What you should do ->
Within the material below, filter for lines that hold the word "precision".

Data for review ->
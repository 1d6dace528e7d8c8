use thiserror::Error;

/// Errors surfaced by the pricing engine.
///
/// Degenerate pools (empty reserves, infeasible outputs) are not errors; they
/// quote as zero. These variants cover programmer mistakes and boundary parsing.
#[derive(Debug, Clone, PartialEq, Eq, Error)]
pub enum AmmError {
    #[error("invalid argument: {0}")]
    InvalidArgument(String),

    #[error("spot price is not finite (reserve_a={reserve_a}, reserve_b={reserve_b})")]
    NonFinitePrice { reserve_a: String, reserve_b: String },

    #[error("invalid amount: {0}")]
    InvalidAmount(String),

    #[error("overflow: {0}")]
    Overflow(String),

    #[error("invalid config value for {key}: {reason}")]
    Config { key: String, reason: String },
}

pub type Result<T> = std::result::Result<T, AmmError>;
// Raw <-> human unit conversions.
//
// Raw amounts are integers in the token's smallest unit; `decimals` says where the
// decimal point goes. Formatting and parsing are exact. The f64/Decimal views are
// for reporting only.

use ethers::types::U256;
use num_bigint::BigUint;
use num_integer::Integer;
use num_traits::ToPrimitive;
use rust_decimal::Decimal;

use crate::error::{AmmError, Result};

#[inline]
pub fn pow10(decimals: u8) -> BigUint {
    num_traits::pow(BigUint::from(10u8), decimals as usize)
}

/// Format raw units as a decimal string with at most `precision` fractional digits.
///
/// Truncates (never rounds) and trims trailing zeros; an all-zero fraction is dropped,
/// so `1_000_000` at 6 decimals formats as `"1"`.
pub fn format_amount(amount: &BigUint, decimals: u8, precision: u8) -> String {
    let (whole, frac) = amount.div_rem(&pow10(decimals));
    if decimals == 0 || precision == 0 {
        return whole.to_string();
    }

    let mut digits = format!("{:0>width$}", frac.to_string(), width = decimals as usize);
    digits.truncate(precision as usize);
    let digits = digits.trim_end_matches('0');

    if digits.is_empty() {
        whole.to_string()
    } else {
        format!("{whole}.{digits}")
    }
}

/// Parse a human decimal string (e.g. `"1.25"`) into raw units.
pub fn parse_amount(human: &str, decimals: u8) -> Result<BigUint> {
    let s = human.trim();
    if s.is_empty() {
        return Err(AmmError::InvalidAmount("empty amount".into()));
    }

    let (whole, frac) = s.split_once('.').unwrap_or((s, ""));
    if whole.is_empty() && frac.is_empty() {
        return Err(AmmError::InvalidAmount(format!("no digits in {human:?}")));
    }
    if !whole.bytes().chain(frac.bytes()).all(|b| b.is_ascii_digit()) {
        return Err(AmmError::InvalidAmount(format!("not an unsigned decimal: {human:?}")));
    }
    if frac.len() > decimals as usize {
        return Err(AmmError::InvalidAmount(format!(
            "{human:?} has more than {decimals} fractional digits"
        )));
    }

    let mut raw = String::with_capacity(whole.len() + decimals as usize);
    raw.push_str(whole);
    raw.push_str(frac);
    raw.extend(std::iter::repeat('0').take(decimals as usize - frac.len()));

    raw.parse::<BigUint>()
        .map_err(|e| AmmError::InvalidAmount(format!("{human:?}: {e}")))
}

/// Convert raw units -> human f64 (lossy, for reporting).
#[inline]
pub fn to_f64_lossy(amount: &BigUint, decimals: u8) -> f64 {
    let v = amount.to_f64().unwrap_or(f64::INFINITY);
    v / 10f64.powi(decimals as i32)
}

/// Exact `Decimal` view when the raw value fits a 96-bit mantissa and decimals <= 28.
pub fn to_decimal(amount: &BigUint, decimals: u8) -> Option<Decimal> {
    let mantissa = amount.to_i128()?;
    Decimal::try_from_i128_with_scale(mantissa, decimals as u32).ok()
}

pub fn from_u256(value: U256) -> BigUint {
    let mut buf = [0u8; 32];
    value.to_big_endian(&mut buf);
    BigUint::from_bytes_be(&buf)
}

pub fn to_u256(amount: &BigUint) -> Result<U256> {
    if amount.bits() > 256 {
        return Err(AmmError::Overflow(format!("{amount} does not fit in 256 bits")));
    }
    Ok(U256::from_big_endian(&amount.to_bytes_be()))
}

/// `amount * bps / 10_000`, floored.
#[inline]
pub fn fraction_bps(amount: &BigUint, bps: u32) -> BigUint {
    if bps >= 10_000 {
        return amount.clone();
    }
    amount * bps / 10_000u32
}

Task output ->
/// Format raw units as a decimal string with at most `precision` fractional digits.
pub fn format_amount(amount: &BigUint, decimals: u8, precision: u8) -> String {
    if decimals == 0 || precision == 0 {
    digits.truncate(precision as usize);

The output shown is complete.